Tour Opale (Halte Ceva)


Their designs contain spaces with distinctive qualities, which are encapsulated in their projects for transforming the residential heritage in disuse, making the work of Lacaton and Vassal internationally recognisable.

Space is a common good, just like sunshine, air or light. It’s a vital material. As architects, we all need to treat it as such.

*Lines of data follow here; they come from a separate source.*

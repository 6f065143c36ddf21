use std::io::{self, BufRead, Write};
use std::thread;

use chess_tree::{Command, CommandBus, Game};
use log::{info, warn};

fn main() -> anyhow::Result<()> {
    env_logger::Builder::from_env(env_logger::Env::default().default_filter_or("info")).init();

    let mut game = match std::env::args().nth(1) {
        Some(fen) => Game::from_fen(&fen)?,
        None => Game::new(),
    };
    info!("ready, type 'help' for commands");
    println!("{}", game.status());

    let bus = CommandBus::new();
    let sender = bus.sender();

    // stdin reader
    thread::spawn(move || {
        for line in io::stdin().lock().lines() {
            let line = match line {
                Ok(line) => line,
                Err(err) => {
                    warn!("stdin closed: {err}");
                    break;
                }
            };
            if line.trim().is_empty() {
                continue;
            }
            match line.parse::<Command>() {
                Ok(command) => {
                    if sender.send(command).is_err() {
                        break;
                    }
                }
                Err(err) => eprintln!("error: {err:#}"),
            }
        }
    });

    let stdout = io::stdout();
    bus.run(&mut game, |result| {
        let mut out = stdout.lock();
        let written = match result {
            Ok(reply) => writeln!(out, "{reply}"),
            Err(err) => writeln!(out, "error: {err:#}"),
        };
        if let Err(err) = written.and_then(|()| out.flush()) {
            warn!("cannot write reply: {err}");
        }
    });
    Ok(())
}
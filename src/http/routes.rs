use super::handlers;
use super::state::AppState;
use axum::{routing::get, Router};
use tower_http::cors::CorsLayer;
use tower_http::trace::TraceLayer;

/// Create the HTTP router with all routes
pub fn create_router(state: AppState) -> Router {
    Router::new()
        // WebSocket endpoint lives at the page origin
        .route("/", get(handlers::ws_upgrade))
        // Chat page
        .route("/chat", get(handlers::chat_page))
        // Health check
        .route("/health", get(handlers::health_check))
        // The channel is the same whatever path the client dials
        .fallback(handlers::ws_upgrade)
        // Add tracing middleware for request logging
        .layer(TraceLayer::new_for_http())
        .layer(CorsLayer::permissive())
        .with_state(state)
}

#[cfg(test)]
mod tests {
    use super::*;
    use crate::provider::UnavailableClient;
    use crate::session::SessionConfig;
    use axum::body::Body;
    use axum::http::{header, Request, StatusCode};
    use std::sync::Arc;
    use tower::ServiceExt;

    fn router() -> Router {
        create_router(AppState::new(
            Arc::new(UnavailableClient),
            SessionConfig::default(),
        ))
    }

    fn get(uri: &str) -> Request<Body> {
        Request::builder().uri(uri).body(Body::empty()).unwrap()
    }

    #[tokio::test]
    async fn test_health_route() {
        let resp = router().oneshot(get("/health")).await.unwrap();
        assert_eq!(resp.status(), StatusCode::OK);
    }

    #[tokio::test]
    async fn test_chat_page_is_html() {
        let resp = router().oneshot(get("/chat")).await.unwrap();
        assert_eq!(resp.status(), StatusCode::OK);

        let content_type = resp.headers()[header::CONTENT_TYPE].to_str().unwrap();
        assert!(content_type.starts_with("text/html"));
    }

    #[tokio::test]
    async fn test_plain_get_on_socket_route_is_rejected() {
        // No upgrade headers, so the WebSocket extractor refuses the request
        let resp = router().oneshot(get("/")).await.unwrap();
        assert!(resp.status().is_client_error());

        let resp = router().oneshot(get("/anything")).await.unwrap();
        assert!(resp.status().is_client_error());
    }
}
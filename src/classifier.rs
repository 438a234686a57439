//! Client-facing text for provider outcomes
//!
//! The strings below are part of the wire contract with existing clients
//! and must not change.

use crate::provider::CompletionOutcome;

pub const UNAVAILABLE_TEXT: &str =
    "AI service is currently unavailable. Please check the API key configuration.";
pub const MALFORMED_TEXT: &str = "Sorry, I could not get a response from the AI.";
pub const RATE_LIMITED_TEXT: &str =
    "⚠️ The AI service is temporarily unavailable due to usage limits. Please try again later.";
pub const AUTH_ERROR_TEXT: &str =
    "⚠️ There is a problem with the AI service configuration. Please contact the administrator.";
pub const UNKNOWN_ERROR_TEXT: &str = "An error occurred while getting the AI response.";

/// Map an outcome to the text sent in the `AI` frame.
///
/// Provider error detail never reaches the client.
pub fn to_client_text(outcome: CompletionOutcome) -> String {
    match outcome {
        CompletionOutcome::Ok(text) => text,
        CompletionOutcome::Unavailable => UNAVAILABLE_TEXT.to_string(),
        CompletionOutcome::Malformed => MALFORMED_TEXT.to_string(),
        CompletionOutcome::RateLimited => RATE_LIMITED_TEXT.to_string(),
        CompletionOutcome::AuthError => AUTH_ERROR_TEXT.to_string(),
        CompletionOutcome::Unknown(_) | CompletionOutcome::Timeout => {
            UNKNOWN_ERROR_TEXT.to_string()
        }
    }
}

#[cfg(test)]
mod tests {
    use super::*;

    #[test]
    fn test_fixed_texts() {
        assert_eq!(
            to_client_text(CompletionOutcome::Unavailable),
            "AI service is currently unavailable. Please check the API key configuration."
        );
        assert_eq!(
            to_client_text(CompletionOutcome::Malformed),
            "Sorry, I could not get a response from the AI."
        );
        assert_eq!(
            to_client_text(CompletionOutcome::RateLimited),
            "⚠️ The AI service is temporarily unavailable due to usage limits. Please try again later."
        );
        assert_eq!(
            to_client_text(CompletionOutcome::AuthError),
            "⚠️ There is a problem with the AI service configuration. Please contact the administrator."
        );
        assert_eq!(
            to_client_text(CompletionOutcome::Unknown("boom".to_string())),
            "An error occurred while getting the AI response."
        );
    }

    #[test]
    fn test_ok_passes_through_unmodified() {
        let text = "```rust\nfn main() {}\n```\n\nDone — *really*.";
        assert_eq!(to_client_text(CompletionOutcome::Ok(text.to_string())), text);
    }

    #[test]
    fn test_unknown_detail_is_not_leaked() {
        let text = to_client_text(CompletionOutcome::Unknown("secret stack trace".to_string()));
        assert!(!text.contains("secret"));
    }

    #[test]
    fn test_timeout_uses_generic_text() {
        assert_eq!(to_client_text(CompletionOutcome::Timeout), UNKNOWN_ERROR_TEXT);
    }

    #[test]
    fn test_same_input_same_output() {
        let a = to_client_text(CompletionOutcome::RateLimited);
        let b = to_client_text(CompletionOutcome::RateLimited);
        assert_eq!(a, b);
    }
}
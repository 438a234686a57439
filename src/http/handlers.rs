use super::socket::handle_socket;
use super::state::AppState;
use axum::{
    extract::{ws::WebSocketUpgrade, State},
    http::StatusCode,
    response::{Html, IntoResponse},
};

const CHAT_PAGE: &str = include_str!("chat.html");

/// GET / (and any unrouted path)
/// Upgrade to the chat WebSocket
pub async fn ws_upgrade(ws: WebSocketUpgrade, State(state): State<AppState>) -> impl IntoResponse {
    ws.on_upgrade(move |socket| handle_socket(socket, state))
}

/// GET /chat
/// Serve the chat page
pub async fn chat_page() -> impl IntoResponse {
    Html(CHAT_PAGE)
}

/// GET /health
/// Health check endpoint
pub async fn health_check() -> impl IntoResponse {
    (StatusCode::OK, "OK")
}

The first project that concretely dealt with this issue was the unprecedented redevelopment project for the Tour Bois le Prêtre. Here an apparently simple and straightforward operation enlarged the apartments by adding loggias, expanding the physical boundaries of the building along with its inhabitants’ mental boundaries, producing a radical improvement in the housing conditions. This move not only improved the quality of the individual units but also had a knock-on effect on the whole neighbourhood by projecting a new image of the building and creating a sense of pride in the community. Since then, their research has continued in the belief that transformation provides an opportunity to offer more and better housing by reusing what already exists. 

Grand Parc


A significant example is the transformation of an apartment building in the La Chesnaie district of Saint-Nazaire. Redevelopment of the 40 dwellings was accompanied by the construction of a second building. The existing and the new relate to each other in an open dialogue, in which the overlapping of the two structures favours unexpected developments, with unforeseen uses of the interiors and unusual models of user behaviour.

More recently, thanks to the convincing success of these projects, the experiment was continued in the transformation of 530 apartments distributed in three buildings constituting the first lot of the extensive Grand Parc complex in Bordeaux. They again offered a complete reinterpretation of the structure, without displacing the inhabitants during the renovation work, presenting a remarkable new image of the social housing complex that stressed linearity, lightness and rigour

Anne Lacaton e Jean Phillippe Vassal. Foto © Philippe Ruault
Anne Lacaton and Jean Phillippe Vassal. Photo © Philippe Ruault

With an attentive gaze that is respectful of the different situations encountered, Lacaton and Vassal’s residential projects present a lesson in humility, seriousness and intelligence. They work by small adjustments rather than grand proclamations, pursuing a coherent series of subtle variations capable of producing unforeseen discoveries. This approach to design renders the living space both reassuring and unexpected, capable of articulating collective relational spaces and protecting the indispensable intimate and private dimension of housing, while magically relating it to the landscape. This kind of space can affect us emotionally by building that “atmosphere” that Peter Zumthor considers vital and necessary in defining a building’s qualities.